2.3 CaCO3 crystal and utilization

Calcium carbonate is an important raw material in many industrial processes, such as plastics, rubber, tires, paper, building materials, coatings, food, medicine and feed. Certainly, calcium carbonate from FGDG mineralization can be directly functioned as a desulphurization sorbent without impurity separation, because a desulphurization sorbent does not require highly purified CaCO3.71 Considering the large amount of FGDG, it is a promising way to consume the CaCO3 products. Besides, it can avoid long distance transportation. It's worth noting that calcium carbonate has three polymorphs, namely, calcite, aragonite, and vaterite,72,73 as shown in Fig. 3. The crystal structure of CaCO3 for FGDG carbonation has received a lot of attention because it determines specific purposes. Because vaterite CaCO3 has good smoothness, fluidity, dispersion and wear resistance, it is widely used in the fields of rubber, paint, ink, medicine, toothpaste and cosmetics.74
image file: d4va00179f-f3.tif
Fig. 3 Crystal structures of (A) calcite, (B) aragonite, and (C) vaterite. Ca atoms are displayed as large yellow balls, and carbonate groups are illustrated with gray (carbon) and red (oxygen) balls. Vaterite is depicted with a hexagonal P63/mmc structure that accounts for a partial occupancy of one-third of the carbonate groups. (Reprinted with permission from Chang et al.72 Copyright American Chemical Society 2017.).

It can be concluded from Table 1 that vaterite will be produced from FGDG mineralization when using ammonia.
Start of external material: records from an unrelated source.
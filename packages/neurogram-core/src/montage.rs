use crate::channels::ChannelResolver;
use crate::error::{CoreError, Result};
use crate::types::{Matrix, MontageSpec};
use serde::{Deserialize, Serialize};
use std::collections::BTreeSet;

/// What to do with montage entries whose channels cannot be found
#[derive(Debug, Clone, Copy, Default, PartialEq, Eq, Serialize, Deserialize)]
#[serde(rename_all = "lowercase")]
pub enum UnresolvedPolicy {
    /// Drop the entry and keep going
    #[default]
    Skip,
    /// Fail the whole montage with `CoreError::UnresolvedChannels`
    Reject,
}

impl std::str::FromStr for UnresolvedPolicy {
    type Err = String;

    fn from_str(s: &str) -> std::result::Result<Self, Self::Err> {
        match s.trim().to_lowercase().as_str() {
            "skip" => Ok(Self::Skip),
            "reject" => Ok(Self::Reject),
            other => Err(format!("unknown montage policy '{}'", other)),
        }
    }
}

/// Result of applying a montage
#[derive(Debug, Clone, PartialEq)]
pub struct DerivedChannels {
    pub data: Matrix,
    pub labels: Vec<String>,
    /// Labels of entries dropped because a token did not resolve
    pub unresolved: Vec<String>,
}

/// Turns a raw matrix plus montage specification into a derived channel set
#[derive(Debug, Clone, Copy, Default)]
pub struct MontageEngine {
    policy: UnresolvedPolicy,
}

impl MontageEngine {
    pub fn new(policy: UnresolvedPolicy) -> Self {
        Self { policy }
    }

    /// Apply `spec` to `data`/`labels`.
    ///
    /// Entries are processed in order. `(a, "")` and `("", b)` produce a
    /// monopolar copy of the resolved column, `(a, b)` produces the bipolar
    /// difference `a - b` labeled `"a-b"`, and `("", "")` produces nothing.
    /// Pure: identical inputs give identical outputs.
    pub fn apply(
        &self,
        spec: &MontageSpec,
        data: &[Vec<f64>],
        labels: &[String],
    ) -> Result<DerivedChannels> {
        if data.len() != labels.len() {
            return Err(CoreError::InvalidInput(format!(
                "{} channel rows but {} labels",
                data.len(),
                labels.len()
            )));
        }

        let tokens: BTreeSet<&str> = spec
            .entries
            .iter()
            .flat_map(|entry| [entry.a.as_str(), entry.b.as_str()])
            .filter(|token| !token.is_empty())
            .collect();

        let resolved = ChannelResolver::new(labels).resolve(tokens.iter().copied());
        let column = |token: &str| resolved.get(token).map(|ch| &data[ch.index]);

        let mut derived = DerivedChannels {
            data: Vec::new(),
            labels: Vec::new(),
            unresolved: Vec::new(),
        };

        for entry in &spec.entries {
            let Some(label) = entry.label() else {
                continue;
            };

            let values = match (entry.a.is_empty(), entry.b.is_empty()) {
                (false, true) => column(entry.a.as_str()).cloned(),
                (true, false) => column(entry.b.as_str()).cloned(),
                _ => match (column(entry.a.as_str()), column(entry.b.as_str())) {
                    (Some(a), Some(b)) => Some(a.iter().zip(b).map(|(x, y)| x - y).collect()),
                    _ => None,
                },
            };

            match values {
                Some(values) => {
                    derived.data.push(values);
                    derived.labels.push(label);
                }
                None => {
                    log::debug!("Montage entry '{}' did not resolve, dropping", label);
                    derived.unresolved.push(label);
                }
            }
        }

        if self.policy == UnresolvedPolicy::Reject && !derived.unresolved.is_empty() {
            return Err(CoreError::UnresolvedChannels(derived.unresolved));
        }

        Ok(derived)
    }
}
The possible principle might be as follows:58 In the first stage, the initial Ca2+ concentration in the system is low (the solubility of CaSO4·2H2O is 2 g L−1@20 °C, so the initial Ca2+ concentration in the solution is about 0.01 M). In the ammonia medium, when CO2 is introduced into the reaction system, CO2 and ammonia will react quickly to produce a large amount of CO32−; at this time, a very low Ca2+/CO32− ratio is conducive to the formation of vaterite.75 In the second stage, the mixture of (NH4)2CO3 and NH4HCO3 is the main substance.76 In addition, the concentration of SO42− gradually increases with the extension of reaction time, and a higher concentration of SO42− can stabilize vaterite in aqueous solution.77 Therefore, the synergistic effect of low Ca2+/CO32− with a higher concentration of SO42− may be a key factor in the formation of vaterite in the second stage. In the third stage, the reaction of HCO3 with Ca2+ to produce vaterite may be due to the high concentration of SO42−, because a high concentration of SO42− can stabilize vaterite in aqueous solution and inhibit its conversion to calcite. Therefore, the combined effect of the above factors promotes the formation of vaterite in the process of FGDG mineralization in the ammonia medium system.

2.4 Effect of factors on the CaCO3 polymorph

Much effort has been made to control the polymorph of calcium carbonate from carbonation. The polymorph of CaCO3 is affected by many factors, such as the Ca2+/CO32−ratio, reaction conditions, impurities, and additives. The Ca2+/CO32− ratio is a key factor related to CaCO3 crystallization growth.78,79 A high ratio of Ca2+/CO32− favors the formation of the calcite.75 Experiments demonstrated that NaOH solution has a better Ca2+ extraction effect than NH3·H2O solution, resulting in a higher Ca2+/CO32− ratio in NaOH solution.80 Thus, it has been found that CaCO3 tends to be pure calcite in the NaOH system, whereas vaterite was achieved in the NH3·H2O system.81 Another way to reduce the Ca2+/CO32−ratio is using high CO2 pressure. Experiments demonstrated that calcite is generated by carbonation with NaOH and atmospheric CO2, while aragonite is generated at CO2 pressure 0.2 MPa.56 As CO2 pressure increases, CaCO3 particle size becomes larger and purity is 0.7% lower.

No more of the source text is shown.